EXERCISE DIRECTIONS » After reading the entries below, copy word for word the lines from the first through the line containing "collaborator supplies one", and stop there.
------------------------------------------------
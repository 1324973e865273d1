//! Bootstrap configuration loading and config file resolution
//!
//! Missing configuration never prevents startup: a missing file logs a
//! warning and falls back to compiled defaults. A file that exists but does
//! not parse is an error, since silently ignoring it would hide typos.
//!
//! Config file resolution priority:
//! 1. Command-line argument (highest priority)
//! 2. Environment variable
//! 3. Per-user config directory (`<config_dir>/onair/config.toml`)
//! 4. None (compiled defaults)

use crate::{Error, Result};
use serde::de::DeserializeOwned;
use serde::Deserialize;
use std::path::{Path, PathBuf};
use tracing::{info, warn};

/// Environment variable naming the config file
pub const CONFIG_ENV_VAR: &str = "ONAIR_CONFIG";

/// Stream URL used when neither the config file nor the remote config
/// collaborator supplies one
pub const DEFAULT_STREAM_URL: &str = "https://radio.example.org/live.mp3";

/// Default HTTP control port
pub const DEFAULT_PORT: u16 = 5780;

/// Compiled-in defaults
#[derive(Debug, Clone)]
pub struct CompiledDefaults {
    pub stream_url: String,
    pub port: u16,
    pub log_level: String,
}

impl Default for CompiledDefaults {
    fn default() -> Self {
        Self {
            stream_url: DEFAULT_STREAM_URL.to_string(),
            port: DEFAULT_PORT,
            log_level: default_log_level(),
        }
    }
}

/// Bootstrap configuration loaded from TOML
///
/// Every field is optional in the file; absent fields take compiled defaults.
#[derive(Debug, Clone, Deserialize)]
pub struct TomlConfig {
    /// HTTP control port
    #[serde(default = "default_port")]
    pub port: u16,

    /// Stream URL override (remote config may still replace it at startup)
    #[serde(default)]
    pub stream_url: Option<String>,

    /// Remote key-value endpoint that may supply the stream URL
    #[serde(default)]
    pub remote_config_url: Option<String>,

    /// Analytics endpoint for telemetry events (logs only when absent)
    #[serde(default)]
    pub telemetry_url: Option<String>,

    /// Logging configuration
    #[serde(default)]
    pub logging: LoggingConfig,
}

impl Default for TomlConfig {
    fn default() -> Self {
        Self {
            port: default_port(),
            stream_url: None,
            remote_config_url: None,
            telemetry_url: None,
            logging: LoggingConfig::default(),
        }
    }
}

impl TomlConfig {
    /// Stream URL from the file, or the compiled-in default
    pub fn stream_url_or_default(&self) -> String {
        self.stream_url
            .clone()
            .unwrap_or_else(|| CompiledDefaults::default().stream_url)
    }
}

/// Logging configuration
#[derive(Debug, Clone, Deserialize)]
pub struct LoggingConfig {
    /// Log level (trace, debug, info, warn, error)
    #[serde(default = "default_log_level")]
    pub level: String,

    /// Log file path (optional, logs to stderr if not specified)
    #[serde(default)]
    pub file: Option<PathBuf>,
}

impl Default for LoggingConfig {
    fn default() -> Self {
        Self {
            level: default_log_level(),
            file: None,
        }
    }
}

fn default_port() -> u16 {
    DEFAULT_PORT
}

fn default_log_level() -> String {
    "info".to_string()
}

/// Resolves which config file (if any) should be read
pub struct ConfigFileResolver {
    env_var_name: String,
}

impl ConfigFileResolver {
    pub fn new() -> Self {
        Self::with_env_var(CONFIG_ENV_VAR)
    }

    /// Use a custom environment variable (tests use this to avoid clobbering
    /// the real one)
    pub fn with_env_var(env_var_name: &str) -> Self {
        Self {
            env_var_name: env_var_name.to_string(),
        }
    }

    /// Resolve the config path following the priority order above
    pub fn resolve(&self, cli_arg: Option<&Path>) -> Option<PathBuf> {
        // Priority 1: Command-line argument
        if let Some(path) = cli_arg {
            return Some(path.to_path_buf());
        }

        // Priority 2: Environment variable
        if let Ok(path) = std::env::var(&self.env_var_name) {
            if !path.is_empty() {
                return Some(PathBuf::from(path));
            }
        }

        // Priority 3: per-user config directory, only if the file exists
        dirs::config_dir()
            .map(|d| d.join("onair").join("config.toml"))
            .filter(|p| p.exists())
    }
}

impl Default for ConfigFileResolver {
    fn default() -> Self {
        Self::new()
    }
}

/// Load a TOML file into `T`, falling back to `T::default()` when the file is
/// absent
pub fn load_or_default<T>(path: Option<&Path>) -> Result<T>
where
    T: DeserializeOwned + Default,
{
    let Some(path) = path else {
        info!("No config file specified, using compiled defaults");
        return Ok(T::default());
    };

    if !path.exists() {
        warn!(
            "Config file {} not found, using compiled defaults",
            path.display()
        );
        return Ok(T::default());
    }

    let content = std::fs::read_to_string(path)?;
    let config = toml::from_str::<T>(&content).map_err(|e| {
        Error::Config(format!("Failed to parse {}: {}", path.display(), e))
    })?;
    info!("Loaded configuration from {}", path.display());
    Ok(config)
}

#[cfg(test)]
mod tests {
    use super::*;

    #[test]
    fn test_toml_config_defaults() {
        let config: TomlConfig = toml::from_str("").unwrap();
        assert_eq!(config.port, DEFAULT_PORT);
        assert!(config.stream_url.is_none());
        assert_eq!(config.logging.level, "info");
        assert_eq!(config.stream_url_or_default(), DEFAULT_STREAM_URL);
    }

    #[test]
    fn test_toml_config_overrides() {
        let config: TomlConfig = toml::from_str(
            r#"
            port = 9000
            stream_url = "http://localhost:8000/live"

            [logging]
            level = "debug"
            "#,
        )
        .unwrap();
        assert_eq!(config.port, 9000);
        assert_eq!(config.stream_url_or_default(), "http://localhost:8000/live");
        assert_eq!(config.logging.level, "debug");
    }

    #[test]
    fn test_load_or_default_without_path() {
        let config: TomlConfig = load_or_default(None).unwrap();
        assert_eq!(config.port, DEFAULT_PORT);
    }

    #[test]
    fn test_cli_arg_wins() {
        let resolver = ConfigFileResolver::with_env_var("ONAIR_TEST_UNUSED_VAR");
        let path = PathBuf::from("/tmp/explicit.toml");
        assert_eq!(resolver.resolve(Some(&path)), Some(path));
    }
}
------------------------------------------------
EXERCISE RESULT »
repository 1324973e865273d1
//! Bootstrap configuration loading and config file resolution
//!
//! Missing configuration never prevents startup: a missing file logs a
//! warning and falls back to compiled defaults. A file that exists but does
//! not parse is an error, since silently ignoring it would hide typos.
//!
//! Config file resolution priority:
//! 1. Command-line argument (highest priority)
//! 2. Environment variable
//! 3. Per-user config directory (`<config_dir>/onair/config.toml`)
//! 4. None (compiled defaults)

use crate::{Error, Result};
use serde::de::DeserializeOwned;
use serde::Deserialize;
use std::path::{Path, PathBuf};
use tracing::{info, warn};

/// Environment variable naming the config file
pub const CONFIG_ENV_VAR: &str = "ONAIR_CONFIG";

/// Stream URL used when neither the config file nor the remote config
/// collaborator supplies one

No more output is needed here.